Did you say all? O hell-kite! All?
What, all my pretty chickens and their dam
At one fell swoop?
–Macduff, Macbeth, Act 4, Scene 3
Their little bodies are gone down in the ground —
Mere babes swaddled one last time
In gauze and sutures and cotton plugs,
Accompanied by favorite toys and teddy bears,
Threadbare bunnies, Barbie dolls, and baseball caps.
December’s soggy earth absorbed the lot:
Twenty coffins, each one no bigger than a rifle case.

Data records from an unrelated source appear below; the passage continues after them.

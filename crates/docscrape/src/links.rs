//! Link extraction from staged HTML artifacts

use crate::urls::{normalize_url, AllowList};
use scraper::{Html, Selector};
use std::path::Path;
use tracing::{debug, warn};
use url::Url;

/// Read a saved HTML artifact and return the admissible links it contains
///
/// An unreadable file yields no links. Links are returned in document
/// order and are not deduplicated.
pub async fn extract_links(path: &Path, source: &Url, allow: &AllowList) -> Vec<Url> {
    let bytes = match tokio::fs::read(path).await {
        Ok(bytes) => bytes,
        Err(e) => {
            warn!(
                file = %path.display(),
                error = %e,
                "could not read artifact for link extraction"
            );
            return Vec::new();
        }
    };
    let html = String::from_utf8_lossy(&bytes);
    let links = links_from_html(&html, source, allow);
    debug!(url = %source, count = links.len(), "extracted links");
    links
}

/// Collect `a[href]` targets, resolved against `source` and filtered
/// through the allow list
///
/// Parsing is best-effort: malformed markup produces whatever anchors the
/// parser recovers, possibly none.
pub fn links_from_html(html: &str, source: &Url, allow: &AllowList) -> Vec<Url> {
    let Ok(selector) = Selector::parse("a[href]") else {
        return Vec::new();
    };
    let document = Html::parse_document(html);

    document
        .select(&selector)
        .filter_map(|element| element.value().attr("href"))
        .filter_map(|href| resolve_link(source, href))
        .filter(|url| allow.allows(url))
        .collect()
}

/// Resolve an href to an absolute, fragment-free http(s) URL
fn resolve_link(base: &Url, href: &str) -> Option<Url> {
    let href = href.trim();
    if href.is_empty() || href.starts_with('#') {
        return None;
    }
    let joined = base.join(href).ok()?;
    normalize_url(joined.as_str())
}

#[cfg(test)]
mod tests {
    use super::*;

    fn base() -> Url {
        Url::parse("https://example.com/docs/page").unwrap()
    }

    fn allow() -> AllowList {
        AllowList::parse(["example.com"]).unwrap()
    }

    #[test]
    fn test_resolves_relative_links() {
        let html = r#"<a href="/docs/other">Other</a><a href="sibling">Sib</a>"#;
        let links = links_from_html(html, &base(), &allow());
        let links: Vec<_> = links.iter().map(Url::as_str).collect();
        assert_eq!(
            links,
            vec![
                "https://example.com/docs/other",
                "https://example.com/docs/sibling"
            ]
        );
    }

    #[test]
    fn test_filters_disallowed_hosts() {
        let html = r#"<a href="https://example.com/b">B</a><a href="https://other.com/c">C</a>"#;
        let links = links_from_html(html, &base(), &allow());
        assert_eq!(links.len(), 1);
        assert_eq!(links[0].as_str(), "https://example.com/b");
    }

    #[test]
    fn test_skips_special_schemes_and_anchors() {
        let html = r##"
            <a href="#top">Top</a>
            <a href="mailto:a@example.com">Mail</a>
            <a href="javascript:void(0)">JS</a>
            <a href="">Empty</a>
        "##;
        assert!(links_from_html(html, &base(), &allow()).is_empty());
    }

    #[test]
    fn test_strips_fragments() {
        let html = r#"<a href="/docs/x#part-2">X</a>"#;
        let links = links_from_html(html, &base(), &allow());
        assert_eq!(links[0].as_str(), "https://example.com/docs/x");
    }

    #[test]
    fn test_keeps_duplicates() {
        let html = r#"<a href="/b">1</a><a href="/b">2</a>"#;
        assert_eq!(links_from_html(html, &base(), &allow()).len(), 2);
    }

    #[test]
    fn test_malformed_markup_does_not_panic() {
        let html = "<a href='/ok'>ok</a><<<div <a href=\"/broken";
        let links = links_from_html(html, &base(), &allow());
        assert!(links.iter().all(|u| u.host_str() == Some("example.com")));

        assert!(links_from_html("\u{0}\u{1}garbage", &base(), &allow()).is_empty());
    }

    #[tokio::test]
    async fn test_extract_links_missing_file() {
        let dir = tempfile::tempdir().unwrap();
        let links = extract_links(&dir.path().join("nope.html"), &base(), &allow()).await;
        assert!(links.is_empty());
    }

    #[tokio::test]
    async fn test_extract_links_from_file() {
        let dir = tempfile::tempdir().unwrap();
        let path = dir.path().join("page.html");
        std::fs::write(&path, r#"<html><body><a href="/b">B</a></body></html>"#).unwrap();
        let links = extract_links(&path, &base(), &allow()).await;
        assert_eq!(links.len(), 1);
    }
}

Too sweet, those tender hearts, to turn into
Angry ghosts. And to gnash with what?
Milk teeth stained six or seven times
With frosting on a birthday cake. Too mild,
The helpless ones, to thrash with indignation
At the blued-steel the grown-ups made
That shot them down to darkness; too young
To howl at their betrayal by elders
Enamored of death and its easiest of instruments;
Too pure to cry for revenge; too innocent
To comprehend the thousand acts of cowardice,
From Congress and the courts to the corner barber shop,
That conspired to make their last moments
A brief fit of tiny squeals and trembling,
Like rabbits shaking in the hunter’s clutch.